Do we have to take an all-or-nothing approach when it comes to preserving our built heritage? Conservation specialist Ian Tan posits that there is a middle-ground to be found between infrastructure development and heritage protection.
March 3rd, 2022
The Urban Redevelopment Authority (URA) celebrated its 30th year milestone in conservation not too long ago. Results since 1989 have been remarkable. More than 7,000 buildings are accorded legal protection, amongst them 6,130 shophouses, 40 religious buildings and 30 schools, many familiar sights in the city.1 These figures are heartening, considering how other metropolises like Hong Kong trail behind with 1,444 assessed buildings, the vast majority without protection, while Kuala Lumpur has 71 gazetted building protected from destruction.
Despite URA’s efforts, there are periodic occurrences where significant landmarks had to make way for infrastructure development, sometimes lacking sufficient public consultation, and without possibility of revoking the demolition order despite the public outcries such unexpected announcements elicit. These include National Theatre in 1984, Eu Court in 1991, National Library in 2001 and the strikingly colourful Rochor Centre in 2016. A possible factor contributing to their demise, could be how they fall outside the conventional criteria of historic buildings worthy to protect.
URA’s conservation objectives established in 1993 prioritise a building’s historical and architectural values before considering the urban setting in which it either accentuates the area’s history or performs a social function for the community.2 This has put the four aforementioned modernist buildings at a disadvantage compared to century-old historic districts, prominent places of worship or ornate colonial edifices.

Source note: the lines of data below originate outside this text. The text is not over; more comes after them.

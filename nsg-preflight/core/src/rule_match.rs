//! Decides whether a security group's actual rules satisfy a requirement.
//!
//! Configured rules are frequently broader than what a requirement asks for: a catch-all CIDR, an
//! `ALL` protocol rule or an unrestricted port range all subsume narrower requirements. Matching
//! therefore checks for containment rather than equality:
//!
//! 1. Candidates must have the requirement's direction and either its protocol or `ALL`.
//! 2. Candidates must reference an accepted target (see [`target_matches`]).
//! 3. Any `ALL` candidate satisfies the requirement.
//! 4. TCP/UDP: an unrestricted candidate or one whose port range contains the required range.
//! 5. ICMP: an unrestricted candidate or one with the required ICMP type.

use crate::{
    ports::PortRange,
    requirement::RuleRequirement,
    rule::{ActualRule, Protocol, Target},
};


/// Returns true if any of `rules` satisfies `requirement`.
#[inline]
pub fn is_satisfied(requirement: &RuleRequirement, rules: &[ActualRule]) -> bool {
    find_satisfying(requirement, rules).is_some()
}

/// Returns the first rule that satisfies `requirement`, preferring `ALL` protocol rules.
pub fn find_satisfying<'r>(
    requirement: &RuleRequirement,
    rules: &'r [ActualRule],
) -> Option<&'r ActualRule> {
    let candidates = rules
        .iter()
        .filter(|rule| rule.direction == requirement.direction)
        .filter(|rule| rule.protocol == requirement.protocol || rule.protocol == Protocol::All)
        .filter(|rule| {
            requirement
                .accepted_targets()
                .any(|target| target_matches(target, &rule.target))
        })
        .collect::<Vec<_>>();

    if let Some(rule) = candidates
        .iter()
        .copied()
        .find(|rule| rule.protocol == Protocol::All)
    {
        return Some(rule);
    }

    match requirement.protocol {
        Protocol::Tcp | Protocol::Udp => {
            let required = requirement.ports.unwrap_or(PortRange::ALL);
            candidates
                .into_iter()
                .find(|rule| rule.ports.map_or(true, |ports| ports.contains(&required)))
        }
        Protocol::Icmp => candidates
            .into_iter()
            .find(|rule| match (rule.icmp, requirement.icmp) {
                (None, _) => true,
                (Some(_), None) => false,
                (Some(actual), Some(required)) => actual.icmp_type == required.icmp_type,
            }),
        Protocol::All => candidates.into_iter().next(),
    }
}

/// Returns true if an actual rule referencing `actual` covers the `required` peer.
///
/// A CIDR covers any network it contains, so the catch-all CIDR covers every network of its
/// address family. The catch-all CIDR also covers security group and service range peers, since
/// their traffic originates from addresses within it. References to security groups and service
/// ranges only cover themselves.
pub fn target_matches(required: &Target, actual: &Target) -> bool {
    match (required, actual) {
        (Target::Cidr(required), Target::Cidr(actual)) => actual.contains(required),
        (_, Target::Cidr(actual)) => actual.prefix_len() == 0,
        (Target::SecurityGroup(required), Target::SecurityGroup(actual)) => required == actual,
        (Target::ServiceRange(required), Target::ServiceRange(actual)) => {
            required.eq_ignore_ascii_case(actual)
        }
        _ => false,
    }
}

It didn’t help that these buildings’ perceived plain designs also attracted their fair share of detractors. For example, Donald Moore, a key patron of Singapore’s nascent art development, rallied arts lovers in 1976 to tear down the National Theatre designed by Alfred Wong in 1963. Moore described it as “a hideous nettle” no longer befitting of Singapore’s extraordinary economic development.3
The 1920s Art Deco Eu Court, one of Singapore’s first residential apartment block, came up short during government deliberations when plans were announced to widen Hill Street to ease congestion in the city area. Deciding between Stamford House and Eu Court, then Minister for National Development, S. Dhanabalan determined the former with its elaborate Victorian facade mouldings to be “architecturally richer” and hence more deserving to be conserved.4
Yet oftentimes, aesthetics is secondary to the public’s perception of heritage value. Instead, intangible aspects such as familiarity, memories and nostalgia are more important in building place attachment – arguably a more effective way to building a sense of rootedness than chest-thumping nation-building initiatives. For some, the National Library’s porch and the National Theatre’s geometric facade represented places of precious childhood memories and focal points for social activities; for others, the everyday quality and strong sense of neighbourly camaraderie in Rochor Centre harking back to a slower, simpler way of life in Singapore is something they yearned to retain.
However, groundswell sentiment is hard to capture and quantify in conservation assessments, leading to instances where deserving buildings are deprived of conservation status. Without this, places of heritage value could be erased when development needs arise. Moreover, the government keeps land acquisition announcements strictly confidential until development plans are firmed up as a necessary step to prevent underhanded speculations. By this point however, buildings earmarked for demolition have virtually no chance of recourse. If so, giving deserving buildings conservation status remains the most viable way to prevent destruction and encourage meaningful upstream engagement with community stakeholders and experts to debate possible trade-offs and mitigation measures.
The partial demolition and future reinstatement of Ellison Building, a conserved building affected by the North-South Corridor development, also provides a potential way forward where heritage issues could be resolved in less adversarial and more constructive ways. Sited at a busy junction between Selegie and Serangoon Roads, the curvilinear shophouse row built in 1924 is known to heritage enthusiasts for its two roof cupolas where colonial governors reportedly watched horse races held at the former Farrer Park racecourse. Food aficionados will also remember it as the birthplace of Ananda Bhavan, Singapore’s oldest Indian vegetarian restaurant which has operated there since the building’s completion.
An announcement in 2016 that a significant portion of Ellison Building would be demolished was met with uproar from the heritage community questioning the value of its conservation status if a development decision could easily disregard it. This opened the door to dialogues between agencies such as Land Transport Authority (LTA) and URA, and heritage experts, culminating in further engineering investigations that considerably reduced the extent of demolition to the historic façade to facilitate underground roadworks. Such an outcome underpins hopes for greater transparency and more consensus building between the government and the heritage community.
Inevitably, trade-reliant Singapore depends on an efficient land, sea and air transport network to remain competitive. Future developments will put more landmarks at risk. Rather than seen dichotomously either as protection-at-all-cost or a stumbling block to progress, conservation status should be perceived as an opportunity for the public to articulate a building’s heritage value and a channel to debate appropriate ways to transmit them when development beckons. Not all conserved buildings need to exist forever. The tricky part is getting stakeholders to reach a consensus on whether a building’s heritage value continues to outweigh the progress that development will bring.